A class action federal lawsuit [Case No. 2:17-cv-04102-NKL] against the Missouri Department of Social Services alleging the overdrugging of foster children with harmful and addictive psychotropic drugs was given preliminary approval for settlement by U.S. District Court Judge Nanette Laughrey (Western District of Missouri) on Monday, July 15, 2019.
The case was first filed in June 2017 by national non-profit organizations Children’s Rights and the National Center for Youth Law (NCYL), the Saint Louis University School of Law Legal Clinics, and pro-bono counsel Morgan, Lewis & Bockius LLP.
The lawsuit claimed that children in Missouri foster care are at increased risk of being improperly or unnecessarily administered psychotropic drugs, leaving the children vulnerable to various serious adverse effects, including hallucinations, self-harm and suicidal thoughts.

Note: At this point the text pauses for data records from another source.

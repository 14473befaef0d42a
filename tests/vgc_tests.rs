// Graphics controller: command port primitives, the scroll-wrap law,
// sprite collisions, copper timing, and the character terminal.

use retro65::machine::Configuration;
use retro65::vgc::{
    self, render_frame, VgcState, CMD_COPADD, CMD_COPON, CMD_GCOLOR, CMD_LINE, CMD_MEMRD,
    CMD_MEMWR, CMD_PLOT, CMD_SHROW, CMD_SPREN, CMD_SPRPOS, FB_H, FB_W, PALETTE, REG_SCRLX,
    REG_SCRLY, SCREEN_H, SCREEN_W, TEXT_COLS, TEXT_ROWS,
};

fn fb() -> Vec<u32> {
    vec![0u32; FB_W * FB_H]
}

fn set_params(state: &mut VgcState, params: &[u8]) {
    for (j, &p) in params.iter().enumerate() {
        state.params[j] = p;
    }
}

fn run_command(state: &mut VgcState, cmd: u8, params: &[u8]) {
    set_params(state, params);
    state.execute(cmd);
}

#[test]
fn line_command_draws_bresenham_endpoints() {
    let mut state = VgcState::new();
    run_command(&mut state, CMD_GCOLOR, &[1]);
    // (0,0) .. (319,199)
    run_command(&mut state, CMD_LINE, &[0, 0, 0, 63, 1, 199]);
    assert_eq!(state.pixel(0, 0), 1);
    assert_eq!(state.pixel(319, 199), 1);
    // the diagonal has exactly one lit pixel on the first column band
    assert_eq!(state.pixel(0, 199), 0);
    assert_eq!(state.pixel(319, 0), 0);
    let lit: usize = (0..SCREEN_W * SCREEN_H).filter(|&j| state.gfx[j] != 0).count();
    assert!(lit >= 320, "a full-diagonal line lights at least one pixel per column");

    // PLOT with draw color 0 clears exactly the specified pixel
    run_command(&mut state, CMD_GCOLOR, &[0]);
    run_command(&mut state, CMD_PLOT, &[0, 0, 0]);
    assert_eq!(state.pixel(0, 0), 0);
    assert_eq!(state.pixel(1, 1), 1, "the neighbour on the diagonal survives");
}

#[test]
fn scroll_wrap_law() {
    let mut state = VgcState::new();
    // a recognizable block glyph at column 10, row 5
    state.char_ram[5 * TEXT_COLS + 10] = 0x7f;
    state.color_ram[5 * TEXT_COLS + 10] = 3;

    let mut scrolled = state.regs;
    scrolled[REG_SCRLX] = 3;
    scrolled[REG_SCRLY] = 7;
    let flat = state.regs;

    for x in 0..SCREEN_W {
        for y in (0..SCREEN_H).step_by(3) {
            let col = (x / 4 + 3) % TEXT_COLS;
            let row = (y / 8 + 7) % TEXT_ROWS;
            let equivalent_x = col * 4 + x % 4;
            let equivalent_y = row * 8 + y % 8;
            assert_eq!(
                state.text_pixel(x, y, &scrolled),
                state.text_pixel(equivalent_x, equivalent_y, &flat),
                "({}, {})",
                x,
                y
            );
        }
    }
}

#[test]
fn sprite_collisions_accumulate_and_clear_on_read() {
    let config = Configuration::new(vec![0u8; 0x4000]);
    let mut bus = retro65::machine::build_bus(&config);
    {
        let mut state = config.shared.vgc.lock().unwrap();
        // shape 0: a solid 16×16 block of color 1
        for row in 0..16 {
            run_command(
                &mut state,
                CMD_SHROW,
                &[0, row, 0x11, 0x11, 0x11, 0x11, 0x11, 0x11, 0x11, 0x11],
            );
        }
        // sprites 0 and 1 overlap at (50, 50)..; sprite 2 sits far away
        run_command(&mut state, CMD_SPRPOS, &[0, 50, 0, 50, 0]);
        run_command(&mut state, CMD_SPREN, &[0, 1]);
        run_command(&mut state, CMD_SPRPOS, &[1, 58, 0, 58, 0]);
        run_command(&mut state, CMD_SPREN, &[1, 1]);
        run_command(&mut state, CMD_SPRPOS, &[2, 200, 0, 100, 0]);
        run_command(&mut state, CMD_SPREN, &[2, 1]);
        // background color under sprite 2 only
        state.gfx[100 * SCREEN_W + 205] = 9;

        let mut frame = fb();
        render_frame(&mut state, &mut frame);
        assert_eq!(state.coll_ss & 0x0007, 0x0003, "sprites 0 and 1 collide");
        assert_eq!(state.coll_sb & 0x0007, 0x0004, "sprite 2 touches the bitmap");
    }
    // CPU reads return the accumulated mask and clear what they return
    assert_eq!(bus.read(0xa00a), 0x03);
    assert_eq!(bus.read(0xa00a), 0x00);
    assert_eq!(bus.read(0xa00c), 0x04);
    assert_eq!(bus.read(0xa00c), 0x00);
}

#[test]
fn copper_scroll_split_frame() {
    let mut state = VgcState::new();
    state.regs[0] = 3; // graphics + sprites mode
    for y in 0..SCREEN_H {
        state.gfx[y * SCREEN_W] = 5; // stripe in column 0
    }
    let pos = (100 * SCREEN_W) as u16;
    run_command(
        &mut state,
        CMD_COPADD,
        &[pos as u8, (pos >> 8) as u8, REG_SCRLX as u8, 8],
    );
    run_command(&mut state, CMD_COPON, &[]);

    let mut frame = fb();
    render_frame(&mut state, &mut frame);
    // above the event: stripe at x=0
    assert_eq!(frame[50 * 2 * FB_W], PALETTE[5]);
    // below the event the plane is shifted by 8: the stripe appears at 312
    assert_eq!(frame[150 * 2 * FB_W + 312 * 2], PALETTE[5]);
    assert_eq!(frame[150 * 2 * FB_W], PALETTE[0]);
}

#[test]
fn copper_add_replaces_same_position_same_register() {
    let mut state = VgcState::new();
    run_command(&mut state, CMD_COPADD, &[0, 0, REG_SCRLX as u8, 8]);
    run_command(&mut state, CMD_COPADD, &[0, 0, REG_SCRLY as u8, 2]);
    run_command(&mut state, CMD_COPADD, &[0, 0, REG_SCRLX as u8, 12]);
    let events = state.active_events();
    assert_eq!(events.len(), 2, "same (position, register) merges");
    assert_eq!(events[0].val, 12, "replacement happens in place");
    assert_eq!(events[1].reg, REG_SCRLY as u8, "insertion order is preserved");
}

#[test]
fn copper_swap_waits_for_vblank() {
    let mut state = VgcState::new();
    run_command(&mut state, vgc::CMD_COPTARGET, &[1]);
    run_command(&mut state, CMD_COPADD, &[0, 0, REG_SCRLX as u8, 4]);
    run_command(&mut state, vgc::CMD_COPSWAP, &[1]);
    assert!(state.active_events().is_empty(), "swap is staged, not immediate");
    let mut frame = fb();
    render_frame(&mut state, &mut frame);
    assert_eq!(state.active_events().len(), 1, "the vblank applied the swap");
}

#[test]
fn character_terminal_wraps_and_scrolls() {
    let mut state = VgcState::new();
    state.regs[2] = 7; // default foreground

    for _ in 0..82 {
        state.putchar(b'a');
    }
    assert_eq!(state.regs[3], 2, "wrapped at column 80");
    assert_eq!(state.regs[4], 1);
    assert_eq!(state.char_ram[TEXT_COLS], b'a');

    // backspace rubs out
    state.putchar(0x08);
    assert_eq!(state.regs[3], 1);
    assert_eq!(state.char_ram[TEXT_COLS + 1], 0x20);

    // line feeds until the screen scrolls
    state.char_ram[0] = b'x';
    for _ in 0..30 {
        state.putchar(0x0a);
    }
    assert_eq!(state.regs[4], TEXT_ROWS as u8 - 1);
    assert_eq!(state.char_ram[0], 0x20, "row zero scrolled away");

    // carriage return goes to column 0 and advances
    state.regs[3] = 15;
    state.putchar(0x0d);
    assert_eq!(state.regs[3], 0);

    // form feed clears and homes
    state.putchar(0x0c);
    assert_eq!(state.regs[3], 0);
    assert_eq!(state.regs[4], 0);
    assert!(state.char_ram.iter().all(|&c| c == 0x20));
}

#[test]
fn memory_io_commands_with_post_increment() {
    let mut state = VgcState::new();
    // write two bytes into the graphics plane at $000100 with increment
    run_command(&mut state, CMD_MEMWR, &[2, 0x00, 0x01, 0x00, 9, 1]);
    assert_eq!(state.params[1], 0x01, "address advanced");
    run_command(&mut state, CMD_MEMWR, &[2, 0x01, 0x01, 0x00, 7, 0]);
    assert_eq!(state.gfx[0x100], 9);
    assert_eq!(state.gfx[0x101], 7);

    run_command(&mut state, CMD_MEMRD, &[2, 0x00, 0x01, 0x00, 1]);
    assert_eq!(state.params[13], 9, "read lands in the data register");
    assert_eq!(state.params[1], 0x01, "post-increment applied");
}

#[test]
fn mode_composition_orders_layers() {
    let mut state = VgcState::new();
    state.regs[0] = 2; // text over graphics
    state.regs[1] = 0; // background
    state.gfx.iter_mut().for_each(|p| *p = 4);
    // a block glyph so the text plane is lit at a known pixel
    state.char_ram[0] = 0x7f;
    state.color_ram[0] = 7;
    let mut frame = fb();
    render_frame(&mut state, &mut frame);
    // glyph row 1, column 0..2 carries the block; text wins over graphics
    assert_eq!(frame[2 * FB_W], PALETTE[7]);
    // row 0 of the glyph is blank: graphics shows through
    assert_eq!(frame[0], PALETTE[4]);

    // in graphics-only mode the text plane is gone
    state.regs[0] = 3;
    render_frame(&mut state, &mut frame);
    assert_eq!(frame[2 * FB_W], PALETTE[4]);
}

#[test]
fn frame_counter_ticks_per_rendered_frame() {
    let mut state = VgcState::new();
    let mut frame = fb();
    let before = state.frame;
    render_frame(&mut state, &mut frame);
    render_frame(&mut state, &mut frame);
    assert_eq!(state.frame, before.wrapping_add(2));
}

Roughly 13,000 children are in Missouri’s foster care system. More than 30% of them are prescribed these harmful drugs, and 20% are taking two or more drugs at the same time. Medicaid pays for a majority of the healthcare services that children in foster care receive, including psychotropic drugs.
Most psychotropic drugs have not been FDA approved to treat children, who are at great risk of serious harm from these drugs because the drugs play Russian Roulette with neurotransmitters in the brain.
The settlement calls for multiple reforms, although without any of the defendants admitting any liability concerning any of the claims or allegations in the complaint. Objections, support, or comments by Class members or their legal representatives (or other interested parties) can be provided by October 23, 2019 per the “Notice of Proposed Class Action Settlement in M.B., et al. v. Tidball, et al.”
The Missouri Department of Social Services, on behalf of the Missouri Children’s Division of the Department of Social Services, has contracted with the University of Missouri-Columbia to constitute a Center for Excellence within its Department of Psychiatry to undertake various responsibilities regarding this settlement, for roughly $3.8 million through July 31, 2021, although this contract is not specifically part of the settlement. While we applaud the Missouri government for taking action to address the abuse of foster children in their care, we must note that having psychiatrists oversee psychiatric abuse is like putting the fox in charge of the henhouse.
Specific commitments of the settlement include (these provisions are only briefly summarized here; refer to the actual settlement for full details):
1. Children’s Division (CD) shall maintain a full-time employee responsible for overseeing the implementation of policies and procedures concerning the use of psychotropic drugs for children in CD foster care.
2. Provisions for CD Case Management Staff Training.
3. Provisions for Resource Provider Training.
4. Provisions for training in the child welfare community serving children in Missouri.
5. CD shall maintain sufficient Case Management Staff to perform functions of the agreement.
6. Every child shall have a mental health assessment prior to being prescribed a psychotropic drug.
7. Every child prescribed a psychotropic drug shall have medical examinations.
8. Every child prescribed a psychotropic drug for ongoing use shall have monitoring appointments.
9. Every child prescribed a psychotropic drug shall receive concurrent nonpharmacological treatment.
10. Defendants are committed to developing and operating one or more statewide systems for maintaining medical records and/or medical information of each child in the custody of CD.
11. Defendants are committed to developing and operating one or more systems whereby pertinent medical records and/or medical information of the child will be made available to appropriate members of the child’s treatment team.
12. CD will implement and maintain a system for conducting secondary reviews of prescriptions of psychotropic drugs prescribed to children in the legal custody of CD.
13. CD shall maintain a policy governing informed consent and informed assent for psychotropic drugs, including a process for parental disagreement. The difference between consent and assent is basically that consent comes from the case manager and assent comes from the child.
14. Provisions for emergency administration of psychotropic drugs.
15.Defendants will appoint and maintain a psychotropic drug Advisory Committee to provide professional and technical consultation and policy advice.
16. Provisions for excessive dosage guidelines.
There are other provisions for data validation, enforcement, reporting, and exit criteria from the agreement. Refer to the actual agreement for these details.